Directions: Add avocado, yogurt, basil, dill, lemon juice, olive oil, garlic, salt and pepper to a blender or food processor and blitz to combine; set dressing aside. In a large bowl, add chicken, cucumber and dressing; stir to combine. Serves 4. 

5. Turkey taco quinoa skillet

Need an easy dinner idea? “This recipe is high in protein and fiber for satiety and offers a blend of animal and plant protein,” says Schlichter, who adds that you can omit the turkey for a completely plant-based option. “It comes together in 20 minutes and can be served on its own, inside a pepper or over a bed of salad greens.”

Ingredients:

  • 1 cup quinoa, cooked
  • ½ yellow onion, diced
  • 1 lb. lean ground turkey
  • 2 tsp. taco seasoning
  • 1 clove fresh garlic, minced
  • 2 Tbs. olive oil
  • 1 (15 oz.) can black beans, drained and rinsed
  • ½ a (14.5 oz.) can fire roasted tomatoes
  • 4 oz. canned, whole-kernel corn
  • ¾ cup shredded cheese
  • Crumbled tortilla chips
  • ½ cup salsa (optional)
  • Avocado (optional)
  • Cilantro (optional) 

Directions: In a small pot, cook quinoa according to package directions. While quinoa is cooking, add onion, turkey, taco seasoning and garlic to a nonstick skillet drizzled with olive oil; cook over medium heat. Add black beans, tomatoes and corn to skillet. Cook on high heat for 2 to 3 minutes, then simmer for 5 minutes. Add shredded cheese and tortilla chips, then top with salsa, avocado or cilantro (if desired). Serves 4.

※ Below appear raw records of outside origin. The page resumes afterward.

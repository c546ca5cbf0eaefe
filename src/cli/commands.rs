use anyhow::Context;
use clap::{Parser, Subcommand};
use std::path::{Path, PathBuf};
use tracing::info;

use crate::config::{resolve_config, ConfigOverrides};
use crate::generator::{group_resources, GeneratedFiles, TemplateRegistry};
use crate::pipeline::{run_batch, BatchOutcome, FailureStage, SpecFailure, SpecInput};
use crate::spec::{load_spec, spec_name_from_path, ParseError};
use crate::validator::{print_issues, ValidationReport};

/// Command-line interface for apiforge
///
/// Generates Flask applications (and optional Python clients) from RAML
/// specifications.
#[derive(Parser)]
#[command(name = "apiforge-gen")]
#[command(about = "RAML to Flask code generator", long_about = None)]
pub struct Cli {
    /// The subcommand to execute
    #[command(subcommand)]
    pub command: Commands,
}

/// Available CLI commands
#[derive(Subcommand)]
pub enum Commands {
    /// Generate a Flask application for each specification
    Generate {
        /// RAML specification files, processed in order
        #[arg(short, long, required = true, num_args = 1..)]
        spec: Vec<PathBuf>,

        /// Output directory; each spec lands under `<name>-flask/`
        #[arg(short, long)]
        output: PathBuf,

        /// Application name used in titles and config classes
        #[arg(long)]
        app_name: Option<String>,

        /// Version segment the routes are mounted under
        #[arg(long)]
        api_version: Option<String>,

        /// Leave out JWT authentication
        #[arg(long, default_value_t = false)]
        no_auth: bool,

        /// Leave out cross-origin support
        #[arg(long, default_value_t = false)]
        no_cors: bool,

        /// Leave out the pytest suite
        #[arg(long, default_value_t = false)]
        no_tests: bool,

        /// Also generate a Python client under `<name>-client/`
        #[arg(long, default_value_t = false)]
        client: bool,

        /// Path to apiforge.toml
        /// If not provided, will auto-detect alongside the first spec
        #[arg(long)]
        config: Option<PathBuf>,

        /// List the files that would be written without touching the disk
        #[arg(long, default_value_t = false)]
        dry_run: bool,
    },
    /// Print the resources, groups and canonical names of a specification
    Inspect {
        /// RAML specification file
        #[arg(short, long)]
        spec: PathBuf,
    },
    /// Parse, generate and validate without writing anything
    Check {
        /// RAML specification files
        #[arg(short, long, required = true, num_args = 1..)]
        spec: Vec<PathBuf>,

        /// Also check the generated client
        #[arg(long, default_value_t = false)]
        client: bool,

        /// Path to apiforge.toml
        #[arg(long)]
        config: Option<PathBuf>,
    },
}

/// Run a parsed command line
///
/// # Errors
///
/// Fails on unusable configuration, unwritable output, or when any
/// specification of the batch failed (after the successful ones are written).
pub fn run_cli(cli: Cli) -> anyhow::Result<()> {
    match cli.command {
        Commands::Generate {
            spec,
            output,
            app_name,
            api_version,
            no_auth,
            no_cors,
            no_tests,
            client,
            config,
            dry_run,
        } => {
            let overrides = ConfigOverrides {
                app_name,
                api_version,
                no_auth,
                no_cors,
                no_tests,
                client,
            };
            let outcome = run_specs(&spec, config.as_deref(), &overrides)?;

            if dry_run {
                for path in outcome.files.keys() {
                    println!("{}", output.join(path).display());
                }
            } else {
                let written = write_files(&output, &outcome.files)?;
                println!("✅ Wrote {written} file(s) to {}", output.display());
            }
            report_outcome(&outcome)
        }
        Commands::Inspect { spec } => inspect(&spec),
        Commands::Check { spec, client, config } => {
            let overrides = ConfigOverrides {
                client,
                ..ConfigOverrides::default()
            };
            let outcome = run_specs(&spec, config.as_deref(), &overrides)?;
            let report = ValidationReport {
                warnings: outcome.warnings.clone(),
                ..ValidationReport::default()
            };
            print_issues(&report);
            for name in &outcome.succeeded {
                println!("✅ {name}: generated code is valid");
            }
            report_outcome(&outcome)
        }
    }
}

fn run_specs(
    paths: &[PathBuf],
    config: Option<&Path>,
    overrides: &ConfigOverrides,
) -> anyhow::Result<BatchOutcome> {
    let config =
        resolve_config(config, paths.first().map(PathBuf::as_path))?.with_overrides(overrides);
    let registry = TemplateRegistry::new().context("Failed to load templates")?;

    let mut inputs = Vec::with_capacity(paths.len());
    let mut unreadable = Vec::new();
    for path in paths {
        match SpecInput::from_file(path) {
            Ok(input) => inputs.push(input),
            Err(e) => unreadable.push(e),
        }
    }

    let mut outcome = run_batch(&inputs, &config.batch_options(), &registry);
    outcome.failures.extend(unreadable.into_iter().map(read_failure));
    Ok(outcome)
}

fn read_failure(error: ParseError) -> SpecFailure {
    let spec = match &error {
        ParseError::Io { path, .. } => spec_name_from_path(path),
        _ => String::new(),
    };
    SpecFailure {
        spec,
        stage: FailureStage::Parse,
        message: error.to_string(),
    }
}

/// Write every artifact below `output`, creating directories as needed
///
/// # Errors
///
/// Fails on the first directory or file that cannot be written.
pub fn write_files(output: &Path, files: &GeneratedFiles) -> anyhow::Result<usize> {
    for (relative, content) in files {
        let path = output.join(relative);
        if let Some(parent) = path.parent() {
            std::fs::create_dir_all(parent)
                .with_context(|| format!("Failed to create directory: {}", parent.display()))?;
        }
        std::fs::write(&path, content)
            .with_context(|| format!("Failed to write file: {}", path.display()))?;
    }
    info!(output = %output.display(), files = files.len(), "artifacts written");
    Ok(files.len())
}

fn report_outcome(outcome: &BatchOutcome) -> anyhow::Result<()> {
    if outcome.is_success() {
        return Ok(());
    }
    for failure in &outcome.failures {
        eprintln!("❌ {failure}");
    }
    anyhow::bail!("{} specification(s) failed", outcome.failures.len())
}

fn inspect(path: &Path) -> anyhow::Result<()> {
    let spec = load_spec(path)?;
    println!("{} ({})", spec.title, spec.version);
    println!("base URI: {}", spec.base_uri);
    println!("{} resource(s), {} method(s)", spec.resources.len(), spec.method_count());

    println!("\nResources:");
    for resource in &spec.resources {
        let verbs: Vec<&str> = resource.methods.iter().map(|m| m.verb.as_str()).collect();
        println!("  {:<40} {}", resource.uri, verbs.join(" "));
    }

    println!("\nGroups:");
    for group in group_resources(&spec, "") {
        let name = &group.name;
        println!(
            "  {} (module {}, class {}, accessor {}, fields from {:?})",
            name.raw, name.snake, name.pascal, name.camel, group.field_source
        );
        for endpoint in &group.endpoints {
            for op in &endpoint.operations {
                println!("    {:<8} {:<40} {}", op.verb, endpoint.route_path, op.name);
            }
        }
    }

    if !spec.types.is_empty() {
        println!("\nTypes:");
        for ty in &spec.types {
            println!("  {} ({})", ty.name, ty.kind);
        }
    }
    Ok(())
}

6. Ginger-soy salmon with bok choy

“Salmon is high in protein and healthy fats, offering a weight management-friendly alternative to red meat,” says Brianna Weiser, RDN, LDN, Senior Clinical Program Specialist at MOBE. She combines it with high-fiber brown rice and bok choy, which is low in calories and full of vitamins and minerals that boost weight loss. “The meal is delicious hot or cold,” she notes. “Once cooked, it makes for a great leftover lunch the next day.“

Ingredients:

  • ⅓ cup reduced-sodium soy sauce or tamari
  • 1 Tbs. light olive oil
  • 1 Tbs. honey
  • 4 fresh garlic cloves, minced
  • 1 Tbs. grated fresh ginger (or ¼ tsp ground ginger)
  • ¼ tsp. ground black pepper
  • 1 ½ lbs. wild-caught salmon fillet
  • 1 lb. baby bok choy, halved lengthwise
  • 2 carrots, thinly shaved using a vegetable peeler
  • 2 cups brown rice, cooked
  • 2 scallions, sliced (white and green parts)

Directions: Make a marinade by whisking together the soy sauce, oil, honey, garlic, ginger, and black pepper. Divide the mixture in half.Add the salmon to a bowl or resealable bag with half of the marinade. Refrigerate for 30 minutes. Preheat oven to 450 degrees F. Remove the salmon from the marinade and discard any excess. Spray a baking sheet with cooking oil and place the salmon on the sheet skin-side down. Bake salmon for 12 to 15 minutes until it flakes easily with a fork and reaches an internal temperature of 140 degrees F. (Cooking time varies). While the salmon is cooking, add the remaining marinade mixture, bok choy (cut side-down) and carrots to a large sauté pan over medium heat. Toss the carrots every minute or so, but not the bok choy. Cook for 6 to 8 minutes or until desired doneness. Plate the salmon, vegetables and rice. Add salt and pepper to taste; top with sliced scallions. Serves 4.

This content is not a substitute for professional medical advice or diagnosis. Always consult your physician before pursuing any treatment plan.